→ TASK INSTRUCTIONS
Exactly as given, transcribe each entry that follows.

→ DATA SUPPLIED

// Performance scoring and per-year percentile thresholds.

use crate::config::PerformanceConfig;
use serde::{Deserialize, Serialize};

/// Weighted batting score: `hits_weight * hits + doubles_weight * doubles`.
pub fn weighted_score(hits: u32, doubles: u32, weights: &PerformanceConfig) -> f64 {
    weights.hits_weight * f64::from(hits) + weights.doubles_weight * f64::from(doubles)
}

/// The standard score: `0.5 * hits + doubles`.
pub fn performance_score(hits: u32, doubles: u32) -> f64 {
    weighted_score(hits, doubles, &PerformanceConfig::default())
}

// ---------------------------------------------------------------------------
// Thresholds
// ---------------------------------------------------------------------------

/// Cut points derived from one year's score distribution.
///
/// `medium` and `high` are the scores at the configured percentile positions
/// (33rd and 67th by default) of the ascending distribution.
#[derive(Debug, Clone, Copy, PartialEq, Serialize, Deserialize)]
pub struct PerformanceThresholds {
    pub low: f64,
    pub medium: f64,
    pub high: f64,
    pub max: f64,
    pub count: usize,
    pub average: f64,
}

/// Thresholds at the 33rd/67th percentiles.
///
/// Returns `None` for an empty distribution; an empty year has no
/// thresholds and must not be categorized.
pub fn compute_thresholds(scores: &[f64]) -> Option<PerformanceThresholds> {
    let defaults = PerformanceConfig::default();
    compute_thresholds_at(scores, defaults.medium_percentile, defaults.high_percentile)
}

/// Thresholds at arbitrary percentile positions in `[0, 1)`.
///
/// The position of percentile `p` is `floor(p * n)` in the ascending sort.
/// The average is summed over the sorted scores.
pub fn compute_thresholds_at(
    scores: &[f64],
    medium_percentile: f64,
    high_percentile: f64,
) -> Option<PerformanceThresholds> {
    if scores.is_empty() {
        return None;
    }
    let mut sorted = scores.to_vec();
    sorted.sort_by(f64::total_cmp);

    let n = sorted.len();
    let at = |p: f64| -> f64 {
        let idx = ((n as f64) * p).floor() as usize;
        sorted[idx.min(n - 1)]
    };

    Some(PerformanceThresholds {
        low: sorted[0],
        medium: at(medium_percentile),
        high: at(high_percentile),
        max: sorted[n - 1],
        count: n,
        average: sorted.iter().sum::<f64>() / n as f64,
    })
}

// ---------------------------------------------------------------------------
// Per-year statistics
// ---------------------------------------------------------------------------

/// Everything kept about one year's score distribution.
#[derive(Debug, Clone, PartialEq, Serialize, Deserialize)]
pub struct PerformanceStats {
    #[serde(flatten)]
    pub thresholds: PerformanceThresholds,
    pub total_players: usize,
    /// Scores in joined-population order.
    pub raw_scores: Vec<f64>,
}

impl PerformanceStats {
    /// `None` when `raw_scores` is empty.
    pub fn from_scores(
        raw_scores: Vec<f64>,
        medium_percentile: f64,
        high_percentile: f64,
    ) -> Option<Self> {
        let thresholds = compute_thresholds_at(&raw_scores, medium_percentile, high_percentile)?;
        Some(PerformanceStats {
            thresholds,
            total_players: raw_scores.len(),
            raw_scores,
        })
    }
}

// ---------------------------------------------------------------------------
// Tests
// ---------------------------------------------------------------------------

#[cfg(test)]
mod tests {
    use super::*;

    fn approx_eq(a: f64, b: f64, epsilon: f64) -> bool {
        (a - b).abs() < epsilon
    }

    #[test]
    fn score_formula() {
        assert!(approx_eq(performance_score(150, 30), 105.0, 1e-12));
        assert!(approx_eq(performance_score(0, 0), 0.0, 1e-12));
        assert!(approx_eq(performance_score(1, 0), 0.5, 1e-12));
    }

    #[test]
    fn weighted_score_respects_weights() {
        let weights = PerformanceConfig {
            hits_weight: 1.0,
            doubles_weight: 2.0,
            ..PerformanceConfig::default()
        };
        assert!(approx_eq(weighted_score(10, 5, &weights), 20.0, 1e-12));
    }

    #[test]
    fn empty_distribution_has_no_thresholds() {
        assert!(compute_thresholds(&[]).is_none());
        assert!(PerformanceStats::from_scores(vec![], 0.33, 0.67).is_none());
    }

    #[test]
    fn single_score_collapses_all_thresholds() {
        let t = compute_thresholds(&[105.0]).unwrap();
        assert_eq!(t.low, 105.0);
        assert_eq!(t.medium, 105.0);
        assert_eq!(t.high, 105.0);
        assert_eq!(t.max, 105.0);
        assert_eq!(t.count, 1);
        assert_eq!(t.average, 105.0);
    }

    #[test]
    fn percentile_positions_use_floor() {
        // n = 10: medium at floor(3.3) = 3, high at floor(6.7) = 6.
        let scores: Vec<f64> = (0..10).rev().map(|i| i as f64 * 10.0).collect();
        let t = compute_thresholds(&scores).unwrap();
        assert_eq!(t.low, 0.0);
        assert_eq!(t.medium, 30.0);
        assert_eq!(t.high, 60.0);
        assert_eq!(t.max, 90.0);
        assert_eq!(t.count, 10);
        assert!(approx_eq(t.average, 45.0, 1e-9));
    }

    #[test]
    fn three_scores() {
        // n = 3: medium at floor(0.99) = 0, high at floor(2.01) = 2.
        let t = compute_thresholds(&[20.0, 5.0, 10.0]).unwrap();
        assert_eq!(t.medium, 5.0);
        assert_eq!(t.high, 20.0);
    }

    #[test]
    fn input_order_is_left_untouched() {
        let scores = vec![3.0, 1.0, 2.0];
        let _ = compute_thresholds(&scores);
        assert_eq!(scores, vec![3.0, 1.0, 2.0]);
    }

    #[test]
    fn thresholds_are_ordered_and_average_bounded() {
        let distributions: Vec<Vec<f64>> = vec![
            vec![1.0],
            vec![2.0, 2.0],
            vec![0.0, 100.0],
            vec![7.5, 3.0, 99.0, 42.0, 42.0, 0.5],
            (0..97).map(|i| ((i * 37) % 101) as f64 * 0.5).collect(),
        ];
        for scores in distributions {
            let t = compute_thresholds(&scores).unwrap();
            assert!(t.low <= t.medium, "{scores:?}");
            assert!(t.medium <= t.high, "{scores:?}");
            assert!(t.high <= t.max, "{scores:?}");
            assert!(t.average >= t.low && t.average <= t.max, "{scores:?}");
        }
    }

    #[test]
    fn stats_keep_raw_scores_in_input_order() {
        let stats = PerformanceStats::from_scores(vec![9.0, 1.0, 5.0], 0.33, 0.67).unwrap();
        assert_eq!(stats.total_players, 3);
        assert_eq!(stats.raw_scores, vec![9.0, 1.0, 5.0]);
        assert_eq!(stats.thresholds.low, 1.0);
    }
}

→ WRITTEN ANSWER
// Performance scoring and per-year percentile thresholds.

use crate::config::PerformanceConfig;
use serde::{Deserialize, Serialize};

/// Weighted batting score: `hits_weight * hits + doubles_weight * doubles`.
pub fn weighted_score(hits: u32, doubles: u32, weights: &PerformanceConfig) -> f64 {
    weights.hits_weight * f64::from(hits) + weights.doubles_weight * f64::from(doubles)
}

/// The standard score: `0.5 * hits + doubles`.
pub fn performance_score(hits: u32, doubles: u32) -> f64 {
    weighted_score(hits, doubles, &PerformanceConfig::default())
}

// ---------------------------------------------------------------------------
// Thresholds
// ---------------------------------------------------------------------------

/// Cut points derived from one year's score distribution.
///
/// `medium` and `high` are the scores at the configured percentile positions
/// (33rd and 67th by default) of the ascending distribution.
#[derive(Debug, Clone, Copy, PartialEq, Serialize, Deserialize)]
pub struct PerformanceThresholds {
    pub low: f64,
    pub medium: f64,
    pub high: f64,
    pub max: f64,
    pub count: usize,
    pub average: f64,
}

/// Thresholds at the 33rd/67th percentiles.
///
/// Returns `None` for an empty distribution; an empty year has no
/// thresholds and must not be categorized.
pub fn compute_thresholds(scores: &[f64]) -> Option<PerformanceThresholds> {
    let defaults = PerformanceConfig::default();
    compute_thresholds_at(scores, defaults.medium_percentile, defaults.high_percentile)
}

/// Thresholds at arbitrary percentile positions in `[0, 1)`.
///
/// The position of percentile `p` is `floor(p * n)` in the ascending sort.
/// The average is summed over the sorted scores.
pub fn compute_thresholds_at(
    scores: &[f64],
    medium_percentile: f64,
    high_percentile: f64,
) -> Option<PerformanceThresholds> {
    if scores.is_empty() {
        return None;
    }
    let mut sorted = scores.to_vec();
    sorted.sort_by(f64::total_cmp);

    let n = sorted.len();
    let at = |p: f64| -> f64 {
        let idx = ((n as f64) * p).floor() as usize;
        sorted[idx.min(n - 1)]
    };

    Some(PerformanceThresholds {
        low: sorted[0],
        medium: at(medium_percentile),
        high: at(high_percentile),
        max: sorted[n - 1],
        count: n,
        average: sorted.iter().sum::<f64>() / n as f64,
    })
}

// ---------------------------------------------------------------------------
// Per-year statistics
// ---------------------------------------------------------------------------

/// Everything kept about one year's score distribution.
#[derive(Debug, Clone, PartialEq, Serialize, Deserialize)]
pub struct PerformanceStats {
    #[serde(flatten)]
    pub thresholds: PerformanceThresholds,
    pub total_players: usize,
    /// Scores in joined-population order.
    pub raw_scores: Vec<f64>,
}

impl PerformanceStats {
    /// `None` when `raw_scores` is empty.
    pub fn from_scores(
        raw_scores: Vec<f64>,
        medium_percentile: f64,
        high_percentile: f64,
    ) -> Option<Self> {
        let thresholds = compute_thresholds_at(&raw_scores, medium_percentile, high_percentile)?;
        Some(PerformanceStats {
            thresholds,
            total_players: raw_scores.len(),
            raw_scores,
        })
    }
}

// ---------------------------------------------------------------------------
// Tests
// ---------------------------------------------------------------------------

#[cfg(test)]
mod tests {
    use super::*;

    fn approx_eq(a: f64, b: f64, epsilon: f64) -> bool {
        (a - b).abs() < epsilon
    }

    #[test]
    fn score_formula() {
        assert!(approx_eq(performance_score(150, 30), 105.0, 1e-12));
        assert!(approx_eq(performance_score(0, 0), 0.0, 1e-12));
        assert!(approx_eq(performance_score(1, 0), 0.5, 1e-12));
    }

    #[test]
    fn weighted_score_respects_weights() {
        let weights = PerformanceConfig {
            hits_weight: 1.0,
            doubles_weight: 2.0,
            ..PerformanceConfig::default()
        };
        assert!(approx_eq(weighted_score(10, 5, &weights), 20.0, 1e-12));
    }

    #[test]
    fn empty_distribution_has_no_thresholds() {
        assert!(compute_thresholds(&[]).is_none());
        assert!(PerformanceStats::from_scores(vec![], 0.33, 0.67).is_none());
    }

    #[test]
    fn single_score_collapses_all_thresholds() {
        let t = compute_thresholds(&[105.0]).unwrap();
        assert_eq!(t.low, 105.0);
        assert_eq!(t.medium, 105.0);
        assert_eq!(t.high, 105.0);
        assert_eq!(t.max, 105.0);
        assert_eq!(t.count, 1);
        assert_eq!(t.average, 105.0);
    }

    #[test]
    fn percentile_positions_use_floor() {
        // n = 10: medium at floor(3.3) = 3, high at floor(6.7) = 6.
        let scores: Vec<f64> = (0..10).rev().map(|i| i as f64 * 10.0).collect();
        let t = compute_thresholds(&scores).unwrap();
        assert_eq!(t.low, 0.0);
        assert_eq!(t.medium, 30.0);
        assert_eq!(t.high, 60.0);
        assert_eq!(t.max, 90.0);
        assert_eq!(t.count, 10);
        assert!(approx_eq(t.average, 45.0, 1e-9));
    }

    #[test]
    fn three_scores() {
        // n = 3: medium at floor(0.99) = 0, high at floor(2.01) = 2.
        let t = compute_thresholds(&[20.0, 5.0, 10.0]).unwrap();
        assert_eq!(t.medium, 5.0);
        assert_eq!(t.high, 20.0);
    }

    #[test]
    fn input_order_is_left_untouched() {
        let scores = vec![3.0, 1.0, 2.0];
        let _ = compute_thresholds(&scores);
        assert_eq!(scores, vec![3.0, 1.0, 2.0]);
    }

    #[test]
    fn thresholds_are_ordered_and_average_bounded() {
        let distributions: Vec<Vec<f64>> = vec![
            vec![1.0],
            vec![2.0, 2.0],
            vec![0.0, 100.0],
            vec![7.5, 3.0, 99.0, 42.0, 42.0, 0.5],
            (0..97).map(|i| ((i * 37) % 101) as f64 * 0.5).collect(),
        ];
        for scores in distributions {
            let t = compute_thresholds(&scores).unwrap();
            assert!(t.low <= t.medium, "{scores:?}");
            assert!(t.medium <= t.high, "{scores:?}");
            assert!(t.high <= t.max, "{scores:?}");
            assert!(t.average >= t.low && t.average <= t.max, "{scores:?}");
        }
    }

    #[test]
    fn stats_keep_raw_scores_in_input_order() {
        let stats = PerformanceStats::from_scores(vec![9.0, 1.0, 5.0], 0.33, 0.67).unwrap();
        assert_eq!(stats.total_players, 3);
        assert_eq!(stats.raw_scores, vec![9.0, 1.0, 5.0]);
        assert_eq!(stats.thresholds.low, 1.0);
    }
}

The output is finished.